Stop Codon Readthrough: Key Factors Behind Extended Proteins

Cells rely on stop codons to signal the end of protein synthesis, ensuring proteins are produced with precise lengths and functions. However, in certain cases, the translation machinery reads through these signals, resulting in extended proteins with potential biological significance. This phenomenon, known as stop codon readthrough, can be influenced by genetic, molecular, and environmental factors.

Stop Codon Types

Stop codons serve as molecular punctuation marks in the genetic code, signaling translation termination. In most organisms, three distinct stop codons—UAA, UAG, and UGA—fulfill this role by interacting with release factors. Despite their shared function, these codons differ in efficiency and susceptibility to readthrough.

Among them, UAA, the “ochre” codon, is the most efficient at terminating translation, reducing the probability of readthrough. UAG, the “amber” codon, is slightly less effective, while UGA, the “opal” codon, is the least stringent and frequently involved in programmed translational readthrough. These differences arise from molecular interactions between stop codons and release factors, as well as the broader sequence context.

In some organisms, UGA is reassigned to encode selenocysteine when accompanied by a specific RNA structure known as the selenocysteine insertion sequence (SECIS). Certain viral genomes also exploit stop codon differences to regulate protein production, enhancing adaptability and survival.

Codon Context And Surrounding Elements

Stop codon readthrough is influenced by the nucleotide sequence flanking the stop signal. The bases immediately upstream and downstream affect ribosomal dynamics, determining whether termination proceeds or an additional amino acid is incorporated. Specific nucleotide motifs can either enhance termination fidelity or promote readthrough.

A cytosine-rich sequence preceding a stop codon has been associated with increased readthrough rates, likely due to its impact on ribosomal positioning. Similarly, a purine-rich downstream context, particularly adenine and guanine, increases readthrough likelihood by influencing termination complex stability.

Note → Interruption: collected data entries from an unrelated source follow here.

pub mod court;

use ratatui::prelude::*;
use ratatui::symbols::Marker;
use ratatui::widgets::canvas::Canvas;
use ratatui::widgets::*;

use crate::app::{App, MIN_COURT_COLS, MIN_COURT_ROWS};
use crate::game::scoring::Phase;
use crate::game::{Side, FIELD_HEIGHT, FIELD_WIDTH, WINNING_SCORE};
use court::{CanvasSurface, COURT_BG, OPPONENT_COLOR, PLAYER_COLOR};

const PANEL_BG: Color = Color::Rgb(15, 15, 25);
const KEY_COLOR: Color = Color::Rgb(80, 200, 255);
const DIM: Color = Color::Rgb(100, 100, 130);

pub fn render(frame: &mut Frame, app: &mut App) {
    let chunks = Layout::default()
        .direction(Direction::Vertical)
        .constraints([
            Constraint::Length(3), // Scoreboard
            Constraint::Min(0),    // Court
            Constraint::Length(1), // Help bar
        ])
        .split(frame.area());

    render_scoreboard(frame, app, chunks[0]);

    let block = Block::default()
        .borders(Borders::ALL)
        .border_type(BorderType::Rounded)
        .border_style(Style::default().fg(Color::Rgb(90, 90, 110)))
        .title(" 🎾 Tennis ")
        .title_style(Style::default().fg(Color::Rgb(251, 191, 36)).add_modifier(Modifier::BOLD));
    let inner = block.inner(chunks[1]);
    app.set_court_area(inner);

    if app.surface_ready() {
        let state = app.game().state();
        let canvas = Canvas::default()
            .block(block)
            .marker(Marker::Braille)
            .background_color(COURT_BG)
            .x_bounds([0.0, f64::from(FIELD_WIDTH)])
            .y_bounds([0.0, f64::from(FIELD_HEIGHT)])
            .paint(|ctx| court::draw(state, &mut CanvasSurface::new(ctx)));
        frame.render_widget(canvas, chunks[1]);

        match app.game().phase() {
            Phase::Idle => render_instructions(frame, inner),
            Phase::Finished { winner } => render_result(frame, inner, winner),
            Phase::Playing => {}
        }
    } else {
        frame.render_widget(block, chunks[1]);
        let msg = Paragraph::new(vec![
            Line::from(Span::styled(
                "Terminal too small",
                Style::default().fg(Color::Red).add_modifier(Modifier::BOLD),
            )),
            Line::from(Span::styled(
                format!("Court needs at least {}x{} cells", MIN_COURT_COLS, MIN_COURT_ROWS),
                Style::default().fg(Color::Gray),
            )),
        ])
        .alignment(Alignment::Center);
        frame.render_widget(msg, inner);
    }

    render_help(frame, app, chunks[2]);
}

fn render_scoreboard(frame: &mut Frame, app: &App, area: Rect) {
    let score = app.game().score();
    let line = Line::from(vec![
        Span::styled(
            format!("Player: {}", score.player()),
            Style::default().fg(PLAYER_COLOR).add_modifier(Modifier::BOLD),
        ),
        Span::styled("   vs   ", Style::default().fg(Color::Gray)),
        Span::styled(
            format!("CPU: {}", score.opponent()),
            Style::default().fg(OPPONENT_COLOR).add_modifier(Modifier::BOLD),
        ),
    ]);
    let board = Paragraph::new(line).alignment(Alignment::Center).block(
        Block::default()
            .borders(Borders::ALL)
            .border_type(BorderType::Rounded)
            .border_style(Style::default().fg(Color::Rgb(60, 150, 200))),
    );
    frame.render_widget(board, area);
}

fn centered(area: Rect, width: u16, height: u16) -> Rect {
    let w = width.min(area.width.saturating_sub(2));
    let h = height.min(area.height.saturating_sub(2));
    let x = area.x + (area.width.saturating_sub(w)) / 2;
    let y = area.y + (area.height.saturating_sub(h)) / 2;
    Rect::new(x, y, w, h)
}

fn panel(frame: &mut Frame, area: Rect, title: &str, accent: Color, lines: Vec<Line>) {
    frame.render_widget(Clear, area);
    let block = Block::default()
        .borders(Borders::ALL)
        .border_type(BorderType::Double)
        .border_style(Style::default().fg(accent))
        .title(title.to_string())
        .title_style(Style::default().fg(accent).add_modifier(Modifier::BOLD))
        .style(Style::default().bg(PANEL_BG));
    let p = Paragraph::new(lines)
        .alignment(Alignment::Center)
        .block(block);
    frame.render_widget(p, area);
}

fn render_instructions(frame: &mut Frame, court: Rect) {
    let lines = vec![
        Line::from(""),
        Line::from(vec![
            Span::styled("↑ / ↓", Style::default().fg(KEY_COLOR).add_modifier(Modifier::BOLD)),
            Span::styled("  move your paddle", Style::default().fg(Color::Rgb(180, 180, 200))),
        ]),
        Line::from(Span::styled(
            format!("First to {} wins!", WINNING_SCORE),
            Style::default().fg(Color::Rgb(255, 215, 0)),
        )),
        Line::from(""),
        Line::from(vec![
            Span::styled("Press ", Style::default().fg(DIM)),
            Span::styled("ENTER", Style::default().fg(KEY_COLOR).add_modifier(Modifier::BOLD)),
            Span::styled(" to start", Style::default().fg(DIM)),
        ]),
    ];
    panel(frame, centered(court, 36, 8), " Tennis ", KEY_COLOR, lines);
}

fn render_result(frame: &mut Frame, court: Rect, winner: Side) {
    let (headline, accent) = match winner {
        Side::Player => ("YOU WIN!", PLAYER_COLOR),
        Side::Opponent => ("YOU LOSE...", OPPONENT_COLOR),
    };
    let lines = vec![
        Line::from(""),
        Line::from(Span::styled(
            headline,
            Style::default().fg(accent).add_modifier(Modifier::BOLD),
        )),
        Line::from(Span::styled(
            format!("{} takes the match", winner.label()),
            Style::default().fg(Color::Rgb(180, 180, 200)),
        )),
        Line::from(""),
        Line::from(vec![
            Span::styled("Press ", Style::default().fg(DIM)),
            Span::styled("ENTER", Style::default().fg(KEY_COLOR).add_modifier(Modifier::BOLD)),
            Span::styled(" to play again", Style::default().fg(DIM)),
        ]),
    ];
    panel(frame, centered(court, 36, 8), " Game Over ", accent, lines);
}

fn render_help(frame: &mut Frame, app: &App, area: Rect) {
    if let Some(status) = &app.status {
        let msg = Paragraph::new(Line::from(Span::styled(
            format!(" ⚠ {}", status),
            Style::default().fg(Color::Red).add_modifier(Modifier::BOLD),
        )));
        frame.render_widget(msg, area);
        return;
    }

    let sep = || Span::styled("│ ", Style::default().fg(Color::Rgb(60, 60, 60)));
    let hint = |text: &'static str| Span::styled(text, Style::default().fg(Color::DarkGray));
    let spans = match app.game().phase() {
        Phase::Playing => vec![
            hint(" ↑↓ Move Paddle "),
            sep(),
            hint("R Restart "),
            sep(),
            hint("Q Quit"),
        ],
        Phase::Idle | Phase::Finished { .. } => vec![
            Span::styled(
                " ENTER Play ",
                Style::default().fg(Color::Yellow).add_modifier(Modifier::BOLD),
            ),
            sep(),
            hint("↑↓ Move Paddle "),
            sep(),
            hint("Q Quit"),
        ],
    };
    frame.render_widget(Paragraph::new(Line::from(spans)), area);
}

Secondary mRNA structures, such as stem-loops or pseudoknots, can also contribute by delaying release factor engagement, increasing the probability of near-cognate tRNA incorporation. Certain viruses, including retroviruses, use these structural elements to regulate alternative protein isoform production.

Translation Machinery Interplay

The ribosome’s ability to recognize stop codons and terminate translation depends on interactions between molecular components. Release factors decode stop codons and promote peptide chain release. In eukaryotes, eRF1 binds to all three stop codons, while eRF3 facilitates GTP hydrolysis. In prokaryotes, RF1 and RF2 perform similar roles, with RF1 recognizing UAA and UAG, and RF2 targeting UAA and UGA.

Near-cognate tRNAs, which have a single nucleotide mismatch with stop codons, can transiently enter the ribosomal A-site and occasionally incorporate an amino acid instead of terminating translation. This likelihood increases under conditions that weaken release factor activity, such as oxidative stress, viral infection, or specific cellular signals.

Ribosomal structural dynamics also influence termination efficiency. High-resolution cryo-electron microscopy studies reveal that conformational changes affect release factor binding. Mutations, post-translational modifications, and certain antibiotics, such as aminoglycosides, can disrupt normal termination, increasing readthrough. This phenomenon has been explored as a therapeutic strategy for genetic disorders caused by premature stop codons, including cystic fibrosis and Duchenne muscular dystrophy.

Occurrences In Organisms

Stop codon readthrough occurs across diverse biological systems and is sometimes a regulated mechanism expanding proteomic diversity. Viruses frequently exploit this process to generate multiple proteins from a single transcript. The retrovirus HIV-1, for example, uses readthrough to produce the Gag-Pol polyprotein, a precursor to essential viral enzymes, ensuring a precise ratio of structural and enzymatic components.

In eukaryotes, readthrough contributes to functional protein extensions. In Drosophila melanogaster, the enzyme glutamate decarboxylase undergoes partial readthrough, generating a longer variant with distinct regulatory properties. In humans, certain selenoproteins rely on programmed readthrough to incorporate selenocysteine at UGA sites, an essential process for antioxidant defense and thyroid hormone metabolism.

Functional Relevance Of Extended Proteins

Stop codon readthrough was once considered an error, but many extended proteins serve distinct biological purposes. These variants can acquire additional functional domains, alter cellular localization, or undergo unique post-translational modifications. Some extensions modulate protein stability, influencing degradation rates and overall homeostasis.

One example is the readthrough extension of vascular endothelial growth factor A (VEGFA), a key regulator of angiogenesis. Extended VEGFA isoforms exhibit altered receptor-binding properties, impacting vascular development and tissue repair. In yeast, readthrough-generated protein variants contribute to stress adaptation, allowing cells to respond dynamically to environmental changes. These findings highlight the adaptive potential of stop codon readthrough in expanding protein function.